[Collection entries]

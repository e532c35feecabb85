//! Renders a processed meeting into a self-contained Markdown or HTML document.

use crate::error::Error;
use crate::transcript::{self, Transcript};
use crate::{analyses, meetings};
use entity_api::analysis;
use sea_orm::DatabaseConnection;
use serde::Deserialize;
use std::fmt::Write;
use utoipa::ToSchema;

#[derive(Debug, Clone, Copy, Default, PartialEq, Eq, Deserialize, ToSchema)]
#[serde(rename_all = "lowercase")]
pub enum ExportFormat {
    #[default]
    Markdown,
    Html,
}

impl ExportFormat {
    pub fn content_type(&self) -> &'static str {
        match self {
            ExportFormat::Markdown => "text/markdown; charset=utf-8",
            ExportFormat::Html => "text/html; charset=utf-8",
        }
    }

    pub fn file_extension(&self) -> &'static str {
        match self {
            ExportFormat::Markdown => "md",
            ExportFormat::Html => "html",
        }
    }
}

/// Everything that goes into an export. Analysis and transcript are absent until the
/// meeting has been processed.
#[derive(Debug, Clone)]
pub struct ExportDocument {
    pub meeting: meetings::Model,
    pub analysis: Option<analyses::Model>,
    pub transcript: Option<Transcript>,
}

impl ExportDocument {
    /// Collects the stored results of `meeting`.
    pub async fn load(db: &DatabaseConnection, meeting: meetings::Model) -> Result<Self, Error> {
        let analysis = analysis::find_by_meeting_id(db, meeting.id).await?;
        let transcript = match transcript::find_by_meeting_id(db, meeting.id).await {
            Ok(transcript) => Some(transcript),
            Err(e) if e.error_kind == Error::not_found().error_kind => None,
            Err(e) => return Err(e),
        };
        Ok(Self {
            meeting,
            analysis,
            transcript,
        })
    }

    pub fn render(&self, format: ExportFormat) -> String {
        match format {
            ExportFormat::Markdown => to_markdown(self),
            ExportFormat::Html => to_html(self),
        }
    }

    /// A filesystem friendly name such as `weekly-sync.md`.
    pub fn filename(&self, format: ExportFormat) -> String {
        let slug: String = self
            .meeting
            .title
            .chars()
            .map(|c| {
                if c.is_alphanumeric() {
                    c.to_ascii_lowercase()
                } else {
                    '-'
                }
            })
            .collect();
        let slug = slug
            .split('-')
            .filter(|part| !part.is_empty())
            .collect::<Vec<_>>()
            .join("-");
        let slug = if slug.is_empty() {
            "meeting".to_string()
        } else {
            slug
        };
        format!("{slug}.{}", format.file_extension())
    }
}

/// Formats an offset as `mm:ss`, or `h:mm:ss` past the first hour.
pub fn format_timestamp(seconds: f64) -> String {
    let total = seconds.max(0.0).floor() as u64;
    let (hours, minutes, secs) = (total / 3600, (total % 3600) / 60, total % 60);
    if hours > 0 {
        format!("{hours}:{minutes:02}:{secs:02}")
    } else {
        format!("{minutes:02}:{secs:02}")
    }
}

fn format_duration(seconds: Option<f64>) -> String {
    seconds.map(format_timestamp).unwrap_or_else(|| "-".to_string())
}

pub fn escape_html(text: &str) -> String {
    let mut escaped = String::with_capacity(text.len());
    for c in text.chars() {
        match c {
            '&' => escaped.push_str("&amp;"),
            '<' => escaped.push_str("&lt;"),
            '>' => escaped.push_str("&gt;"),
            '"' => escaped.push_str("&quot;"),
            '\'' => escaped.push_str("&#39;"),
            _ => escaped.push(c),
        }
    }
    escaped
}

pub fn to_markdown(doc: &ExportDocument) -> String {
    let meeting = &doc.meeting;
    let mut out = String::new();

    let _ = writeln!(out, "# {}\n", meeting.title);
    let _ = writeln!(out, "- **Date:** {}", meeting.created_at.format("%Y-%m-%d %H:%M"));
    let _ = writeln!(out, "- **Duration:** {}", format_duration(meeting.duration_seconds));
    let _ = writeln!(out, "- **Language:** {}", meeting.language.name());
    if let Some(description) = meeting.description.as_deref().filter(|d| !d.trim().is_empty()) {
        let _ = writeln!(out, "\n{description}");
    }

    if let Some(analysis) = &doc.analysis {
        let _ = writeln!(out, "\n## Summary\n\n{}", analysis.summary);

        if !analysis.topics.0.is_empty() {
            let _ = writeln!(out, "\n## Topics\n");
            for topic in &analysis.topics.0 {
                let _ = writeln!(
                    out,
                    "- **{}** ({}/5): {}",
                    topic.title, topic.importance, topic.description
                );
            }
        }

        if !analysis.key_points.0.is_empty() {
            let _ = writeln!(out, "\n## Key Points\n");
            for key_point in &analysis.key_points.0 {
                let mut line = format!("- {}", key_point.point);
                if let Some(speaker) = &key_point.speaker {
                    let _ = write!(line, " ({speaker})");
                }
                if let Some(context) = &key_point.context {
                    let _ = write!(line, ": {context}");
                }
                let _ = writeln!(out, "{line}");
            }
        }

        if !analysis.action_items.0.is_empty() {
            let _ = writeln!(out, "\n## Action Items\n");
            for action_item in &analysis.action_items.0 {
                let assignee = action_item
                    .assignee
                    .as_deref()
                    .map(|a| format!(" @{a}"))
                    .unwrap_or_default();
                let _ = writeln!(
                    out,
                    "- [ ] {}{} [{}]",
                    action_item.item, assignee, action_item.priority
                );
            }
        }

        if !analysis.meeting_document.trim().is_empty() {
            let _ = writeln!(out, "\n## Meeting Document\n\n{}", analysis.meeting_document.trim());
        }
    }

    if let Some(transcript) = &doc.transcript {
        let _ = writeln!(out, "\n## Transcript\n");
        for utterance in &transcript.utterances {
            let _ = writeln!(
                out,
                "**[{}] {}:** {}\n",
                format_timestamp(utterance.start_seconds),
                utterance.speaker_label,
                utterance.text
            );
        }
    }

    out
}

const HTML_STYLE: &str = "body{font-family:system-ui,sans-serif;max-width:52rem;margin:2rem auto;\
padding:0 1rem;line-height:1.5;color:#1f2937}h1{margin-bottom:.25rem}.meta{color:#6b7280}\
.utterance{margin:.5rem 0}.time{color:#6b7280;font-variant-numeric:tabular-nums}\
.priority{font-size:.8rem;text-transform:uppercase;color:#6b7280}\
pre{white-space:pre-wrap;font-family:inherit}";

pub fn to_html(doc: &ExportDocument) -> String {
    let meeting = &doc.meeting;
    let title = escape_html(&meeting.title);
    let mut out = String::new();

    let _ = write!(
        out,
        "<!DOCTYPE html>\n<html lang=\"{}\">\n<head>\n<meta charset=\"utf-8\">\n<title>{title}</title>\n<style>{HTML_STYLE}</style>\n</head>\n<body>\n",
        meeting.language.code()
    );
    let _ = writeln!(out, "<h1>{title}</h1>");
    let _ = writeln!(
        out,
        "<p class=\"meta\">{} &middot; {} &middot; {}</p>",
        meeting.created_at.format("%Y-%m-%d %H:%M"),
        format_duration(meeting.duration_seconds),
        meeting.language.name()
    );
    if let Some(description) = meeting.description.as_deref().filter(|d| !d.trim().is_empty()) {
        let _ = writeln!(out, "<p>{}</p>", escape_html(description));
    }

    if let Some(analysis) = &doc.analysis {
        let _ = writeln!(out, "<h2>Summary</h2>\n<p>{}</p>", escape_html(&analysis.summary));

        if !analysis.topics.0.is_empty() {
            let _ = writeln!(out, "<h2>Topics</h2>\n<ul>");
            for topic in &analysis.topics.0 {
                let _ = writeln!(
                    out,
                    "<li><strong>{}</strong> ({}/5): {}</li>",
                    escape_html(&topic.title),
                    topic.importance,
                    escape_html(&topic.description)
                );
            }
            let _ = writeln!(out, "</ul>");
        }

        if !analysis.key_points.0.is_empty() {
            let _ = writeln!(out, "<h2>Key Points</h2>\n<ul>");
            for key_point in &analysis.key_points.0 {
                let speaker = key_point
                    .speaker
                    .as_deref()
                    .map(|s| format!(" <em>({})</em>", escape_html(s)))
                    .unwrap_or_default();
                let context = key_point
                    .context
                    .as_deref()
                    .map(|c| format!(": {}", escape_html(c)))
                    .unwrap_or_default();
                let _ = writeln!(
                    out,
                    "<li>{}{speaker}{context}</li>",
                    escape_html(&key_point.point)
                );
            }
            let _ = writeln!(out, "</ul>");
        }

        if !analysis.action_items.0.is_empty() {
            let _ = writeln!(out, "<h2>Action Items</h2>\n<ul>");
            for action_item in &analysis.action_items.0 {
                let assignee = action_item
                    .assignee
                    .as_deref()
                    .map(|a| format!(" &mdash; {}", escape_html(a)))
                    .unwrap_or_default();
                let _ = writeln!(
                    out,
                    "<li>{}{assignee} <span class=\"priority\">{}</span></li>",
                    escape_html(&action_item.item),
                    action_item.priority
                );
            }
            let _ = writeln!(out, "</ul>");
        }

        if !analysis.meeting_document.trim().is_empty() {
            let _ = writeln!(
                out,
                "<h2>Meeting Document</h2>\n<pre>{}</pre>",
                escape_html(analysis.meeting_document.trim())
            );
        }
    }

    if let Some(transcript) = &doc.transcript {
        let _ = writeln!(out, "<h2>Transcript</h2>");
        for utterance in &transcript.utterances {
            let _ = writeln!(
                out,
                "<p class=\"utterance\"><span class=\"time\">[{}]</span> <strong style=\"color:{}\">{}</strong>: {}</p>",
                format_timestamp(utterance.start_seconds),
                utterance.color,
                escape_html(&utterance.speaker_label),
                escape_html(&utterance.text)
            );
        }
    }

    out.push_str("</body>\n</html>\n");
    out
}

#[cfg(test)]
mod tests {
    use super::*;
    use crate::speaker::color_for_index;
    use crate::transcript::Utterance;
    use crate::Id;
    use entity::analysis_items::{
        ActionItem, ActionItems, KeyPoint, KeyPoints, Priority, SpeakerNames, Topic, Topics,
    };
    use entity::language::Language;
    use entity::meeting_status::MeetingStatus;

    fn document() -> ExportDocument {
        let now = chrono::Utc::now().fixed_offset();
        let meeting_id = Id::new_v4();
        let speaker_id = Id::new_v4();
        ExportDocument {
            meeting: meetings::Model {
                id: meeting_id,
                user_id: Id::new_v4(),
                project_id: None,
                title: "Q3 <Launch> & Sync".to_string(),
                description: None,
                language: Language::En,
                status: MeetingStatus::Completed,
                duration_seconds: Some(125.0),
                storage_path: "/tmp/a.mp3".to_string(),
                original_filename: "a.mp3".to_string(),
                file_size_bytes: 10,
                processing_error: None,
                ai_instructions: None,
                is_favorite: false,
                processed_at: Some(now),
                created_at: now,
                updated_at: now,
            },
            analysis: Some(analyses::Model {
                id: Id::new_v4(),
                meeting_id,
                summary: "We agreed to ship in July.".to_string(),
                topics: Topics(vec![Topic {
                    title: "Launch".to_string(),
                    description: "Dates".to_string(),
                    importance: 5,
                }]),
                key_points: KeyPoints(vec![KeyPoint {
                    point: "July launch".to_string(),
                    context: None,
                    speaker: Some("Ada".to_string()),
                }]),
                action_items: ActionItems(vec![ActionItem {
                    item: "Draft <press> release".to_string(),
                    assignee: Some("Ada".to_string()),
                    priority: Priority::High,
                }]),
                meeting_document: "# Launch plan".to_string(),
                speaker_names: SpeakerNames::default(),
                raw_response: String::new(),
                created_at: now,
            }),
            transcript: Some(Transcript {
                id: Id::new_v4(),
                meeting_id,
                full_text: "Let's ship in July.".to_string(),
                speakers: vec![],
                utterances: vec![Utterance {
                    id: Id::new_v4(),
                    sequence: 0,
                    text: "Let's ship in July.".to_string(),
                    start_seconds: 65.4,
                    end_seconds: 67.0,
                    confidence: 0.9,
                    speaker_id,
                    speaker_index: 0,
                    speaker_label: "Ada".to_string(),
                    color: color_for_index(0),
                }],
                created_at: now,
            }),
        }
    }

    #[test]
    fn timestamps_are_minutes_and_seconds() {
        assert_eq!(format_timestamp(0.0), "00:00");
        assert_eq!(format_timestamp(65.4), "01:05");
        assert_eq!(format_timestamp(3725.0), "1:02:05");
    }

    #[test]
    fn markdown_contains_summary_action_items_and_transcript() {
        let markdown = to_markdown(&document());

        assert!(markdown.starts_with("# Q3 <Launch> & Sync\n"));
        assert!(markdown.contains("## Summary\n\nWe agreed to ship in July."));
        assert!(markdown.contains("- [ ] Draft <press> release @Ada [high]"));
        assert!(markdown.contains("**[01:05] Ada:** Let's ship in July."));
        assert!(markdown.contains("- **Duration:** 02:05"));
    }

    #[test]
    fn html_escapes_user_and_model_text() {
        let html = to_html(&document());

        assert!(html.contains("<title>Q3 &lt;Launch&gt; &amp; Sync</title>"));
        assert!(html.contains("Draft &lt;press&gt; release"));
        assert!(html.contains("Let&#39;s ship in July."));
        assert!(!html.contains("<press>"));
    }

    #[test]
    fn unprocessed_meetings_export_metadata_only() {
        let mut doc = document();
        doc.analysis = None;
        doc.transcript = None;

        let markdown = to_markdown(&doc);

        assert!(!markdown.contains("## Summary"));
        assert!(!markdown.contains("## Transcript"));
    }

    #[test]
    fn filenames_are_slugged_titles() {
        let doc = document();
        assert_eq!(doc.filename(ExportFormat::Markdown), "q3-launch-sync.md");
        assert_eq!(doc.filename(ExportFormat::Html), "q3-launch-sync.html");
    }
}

▸ **TASK BRIEF**: Tally the lines of the entries above that hold the word "release"; the number is the whole answer.

▸ **SOLUTION**: 3